Auto parts workers fight back:

Support the American Axle strikers!

(from Detroit Workers' Voice #72, March 20, 2008, which also reports on
the situation at the Detroit postal "call center")

.

. 3,650 workers have been striking American Axle and Manufacturing (AAM) for the better part of a month. Five plants in Michigan and New York went out on February 26, with over half the workers involved at the Hamtramck plant. Since the strike started, one GM plant after another has shut down, till twenty-nine plants have been partially or fully shut down as they ran out of parts from AAM.

. American Axle wants to slash workers' wages and benefits by more than half. They aim to cut wages by $10, or even $14, dollars an hour; eliminate retiree health benefits; and replace worker pensions with investment plans. In the last contract, in 2004, they imposed a two-tier wage plan, and now they want to slash everyone's wages and benefits. This would continue the pattern of slashing that has happened at Delphi and Dana and even the Big 3, where new hires will receive wages and benefits a half or a third of what they used to be.

. American Axle demands all this, although it made a $37 million dollar profit last year. And its CEO, Richard Dauch, got over $9 million in compensation in 2006 alone. But he demands that any concession granted by the UAW to any other company, be granted to American Axle.

. This time, however, the workers have fought back in the only way that can make a difference: they have gone out on a serious strike. They know how strong the opposition is, yet they are determined and standing firm.
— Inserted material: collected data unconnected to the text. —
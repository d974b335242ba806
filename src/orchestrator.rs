//! Top-level assessment orchestrator.
//!
//! One `tokio::spawn` per concurrent unit of work, collected and awaited
//! together, bounded here by `|participants|` per task rather than by a
//! fixed worker pool.

use std::collections::HashMap;
use std::sync::Arc;

use serde_json::json;
use tokio::sync::mpsc;
use tokio_stream::wrappers::ReceiverStream;
use tracing::{info, info_span, Instrument};

use crate::artifact::ArtifactBuilder;
use crate::catalog::GoldTaskCatalog;
use crate::classifier::{ClassifierInput, ErrorClassification, ErrorClassifier};
use crate::comparator::{ComparatorConfig, ResultComparator};
use crate::execution::ExecutionAdapter;
use crate::resilience::{CandidateRequest, OperationType, ResilientClient};
use crate::scorer::Scorer;
use crate::types::{
    AssessmentConfig, ExecutionResult, GoldTask, RawAssessmentConfig, TaskResult, TaskUpdate,
};

const PROGRESS_FLOOR: f64 = 0.10;
const PROGRESS_SPAN: f64 = 0.85;
const PROGRESS_PRE_ARTIFACT: f64 = 0.95;

pub struct Orchestrator {
    catalog: Arc<GoldTaskCatalog>,
    adapter: Arc<dyn ExecutionAdapter>,
    client: Arc<ResilientClient>,
}

impl Orchestrator {
    pub fn new(catalog: Arc<GoldTaskCatalog>, adapter: Arc<dyn ExecutionAdapter>, client: Arc<ResilientClient>) -> Self {
        Self { catalog, adapter, client }
    }

    /// Runs one assessment, returning a stream of `TaskUpdate`s. The
    /// terminal update is always `completed` or `failed`.
    pub fn assess(
        self: Arc<Self>,
        participants: HashMap<String, String>,
        raw_config: RawAssessmentConfig,
    ) -> ReceiverStream<TaskUpdate> {
        let (tx, rx) = mpsc::channel(64);
        tokio::spawn(async move {
            self.run(participants, raw_config, tx).await;
        });
        ReceiverStream::new(rx)
    }

    async fn run(
        &self,
        participants: HashMap<String, String>,
        raw_config: RawAssessmentConfig,
        tx: mpsc::Sender<TaskUpdate>,
    ) {
        let assessment_id = short_id();
        let span = info_span!("assessment", assessment_id = %assessment_id);
        self.run_inner(assessment_id, participants, raw_config, tx)
            .instrument(span)
            .await;
    }

    async fn run_inner(
        &self,
        assessment_id: String,
        participants: HashMap<String, String>,
        raw_config: RawAssessmentConfig,
        tx: mpsc::Sender<TaskUpdate>,
    ) {
        let _ = tx.send(TaskUpdate::submitted("assessment accepted")).await;

        if participants.is_empty() {
            let _ = tx
                .send(TaskUpdate::failed("configuration error: no participants supplied"))
                .await;
            return;
        }

        let config = match raw_config.into_config() {
            Ok(config) => config,
            Err(err) => {
                let _ = tx.send(TaskUpdate::failed(format!("configuration error: {err}"))).await;
                return;
            }
        };

        let tasks: Vec<GoldTask> = self.catalog.filter(&config).into_iter().cloned().collect();
        if tasks.is_empty() {
            let _ = tx.send(TaskUpdate::failed("no gold tasks matched the requested filters")).await;
            return;
        }

        let schema = match self.adapter.get_schema().await {
            Ok(schema) => schema,
            Err(err) => {
                let _ = tx
                    .send(TaskUpdate::failed(format!("failed to snapshot reference schema: {err}")))
                    .await;
                return;
            }
        };
        let schema_json = serde_json::to_value(&schema).unwrap_or(json!({}));

        let comparator = ResultComparator::new(ComparatorConfig::default());
        let scorer = Scorer::new(config.scorer_preset.into());
        let classifier = ErrorClassifier::new();

        let mut accumulator: HashMap<String, Vec<TaskResult>> =
            participants.keys().map(|id| (id.clone(), Vec::new())).collect();

        let total_evaluations = tasks.len() * participants.len();
        let mut evaluations_done = 0usize;

        for task in &tasks {
            let payload = CandidateRequest {
                task_id: task.id.clone(),
                question: task.question.clone(),
                schema: schema_json.clone(),
                dialect: format!("{:?}", config.dialect).to_lowercase(),
            };

            let responses = if config.parallel_evaluation {
                self.dispatch_parallel(&participants, &payload).await
            } else {
                self.dispatch_sequential(&participants, &payload).await
            };

            for (candidate_id, dispatch_result) in responses {
                let task_result = match dispatch_result {
                    Ok(response) if !response.sql.trim().is_empty() => {
                        self.evaluate(task, &response.sql, &comparator, &scorer, &classifier).await
                    }
                    Ok(response) => {
                        let message = response.error.unwrap_or_else(|| "candidate returned empty sql".to_string());
                        self.synthesize_failure(task, "", &message, &scorer, &classifier)
                    }
                    Err(err) => self.synthesize_failure(task, "", &err.to_string(), &scorer, &classifier),
                };

                accumulator.entry(candidate_id.clone()).or_default().push(task_result);

                evaluations_done += 1;
                let progress = PROGRESS_FLOOR + PROGRESS_SPAN * (evaluations_done as f64 / total_evaluations as f64);
                let _ = tx
                    .send(TaskUpdate::working(
                        format!("evaluated task '{}' for candidate '{}'", task.id, candidate_id),
                        progress,
                    ))
                    .await;
            }
        }

        let _ = tx
            .send(TaskUpdate::working("building assessment artifact", PROGRESS_PRE_ARTIFACT))
            .await;

        let artifact = ArtifactBuilder::build(assessment_id.clone(), &participants, accumulator, config.same_tasks);
        info!(assessment_id = %assessment_id, "assessment complete");
        let _ = tx.send(TaskUpdate::completed("assessment complete", artifact)).await;
    }

    async fn dispatch_parallel(
        &self,
        participants: &HashMap<String, String>,
        payload: &CandidateRequest,
    ) -> Vec<(String, Result<crate::resilience::CandidateResponse, crate::resilience::ResilientClientError>)> {
        let mut handles = Vec::with_capacity(participants.len());
        for (candidate_id, endpoint) in participants {
            let client = self.client.clone();
            let candidate_id = candidate_id.clone();
            let endpoint = endpoint.clone();
            let payload = payload.clone();
            let handle = tokio::spawn(async move {
                client.dispatch(&endpoint, OperationType::SqlGeneration, &payload).await
            });
            handles.push((candidate_id, handle));
        }

        let mut results = Vec::with_capacity(handles.len());
        for (candidate_id, handle) in handles {
            let result = match handle.await {
                Ok(result) => result,
                Err(join_err) => Err(crate::resilience::ResilientClientError::InvalidUrl(join_err.to_string())),
            };
            results.push((candidate_id, result));
        }
        results
    }

    async fn dispatch_sequential(
        &self,
        participants: &HashMap<String, String>,
        payload: &CandidateRequest,
    ) -> Vec<(String, Result<crate::resilience::CandidateResponse, crate::resilience::ResilientClientError>)> {
        let mut results = Vec::with_capacity(participants.len());
        for (candidate_id, endpoint) in participants {
            let result = self.client.dispatch(endpoint, OperationType::SqlGeneration, payload).await;
            results.push((candidate_id.clone(), result));
        }
        results
    }

    async fn evaluate(
        &self,
        task: &GoldTask,
        sql: &str,
        comparator: &ResultComparator,
        scorer: &Scorer,
        classifier: &ErrorClassifier,
    ) -> TaskResult {
        let execution = self.adapter.execute(sql).await;

        let comparison = task
            .expected_results
            .as_ref()
            .map(|expected| comparator.compare(&execution.rows, expected));

        let score = scorer.score(comparison.as_ref(), &execution);

        let classification = classifier.classify(&ClassifierInput {
            submitted_sql: sql,
            gold_sql: task.gold_sql.as_deref(),
            execution_success: execution.success,
            validation_errors: &execution.validation_errors,
            phantom_tables: &execution.phantom_tables,
            phantom_columns: &execution.phantom_columns,
            error_message: execution.error.as_deref(),
            match_score: comparison.as_ref().map(|c| c.match_score),
        });

        TaskResult {
            task_id: task.id.clone(),
            question: task.question.clone(),
            submitted_sql: sql.to_string(),
            gold_sql: task.gold_sql.clone(),
            execution,
            comparison,
            score,
            classification,
        }
    }

    fn synthesize_failure(
        &self,
        task: &GoldTask,
        sql: &str,
        message: &str,
        scorer: &Scorer,
        classifier: &ErrorClassifier,
    ) -> TaskResult {
        let execution = ExecutionResult::failed(message);
        let classification: ErrorClassification = classifier.classify(&ClassifierInput {
            submitted_sql: sql,
            gold_sql: task.gold_sql.as_deref(),
            execution_success: false,
            validation_errors: &[],
            phantom_tables: &[],
            phantom_columns: &[],
            error_message: Some(message),
            match_score: None,
        });

        TaskResult {
            task_id: task.id.clone(),
            question: task.question.clone(),
            submitted_sql: sql.to_string(),
            gold_sql: task.gold_sql.clone(),
            execution,
            comparison: None,
            score: scorer.zero(),
            classification,
        }
    }
}

fn short_id() -> String {
    uuid::Uuid::new_v4().simple().to_string()[..8].to_string()
}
. But the workers face not only the problem of dealing with American Axle, but with the treachery of the UAW leadership. It is the willingness of the UAW to accept drastic wage cuts elsewhere that led to American Axle's demands. The UAW had the opportunity, at Delphi and the Big 3, to wage strikes that would have inflicted major pain on the auto capitalists. The workers were enraged at the cuts in their wages, health benefits, and other compensation. But the UAW leadership only made token efforts in order to save face before its membership, and was as scared of a serious strike as the auto capitalists. It identifies its interests with those of the auto capitalists, and so doesn't want to really fight them.

A class-wide struggle

. Just as the outcome at Delphi, Dana, and the Big 3 have set the stage for the present struggle, so the outcome of the strike at American Axle will affect the position of all workers. Just as American Axle arrogantly declares that it won't pay any better wages than Delphi, other capitalists will declare that they won't pay any better wages than auto.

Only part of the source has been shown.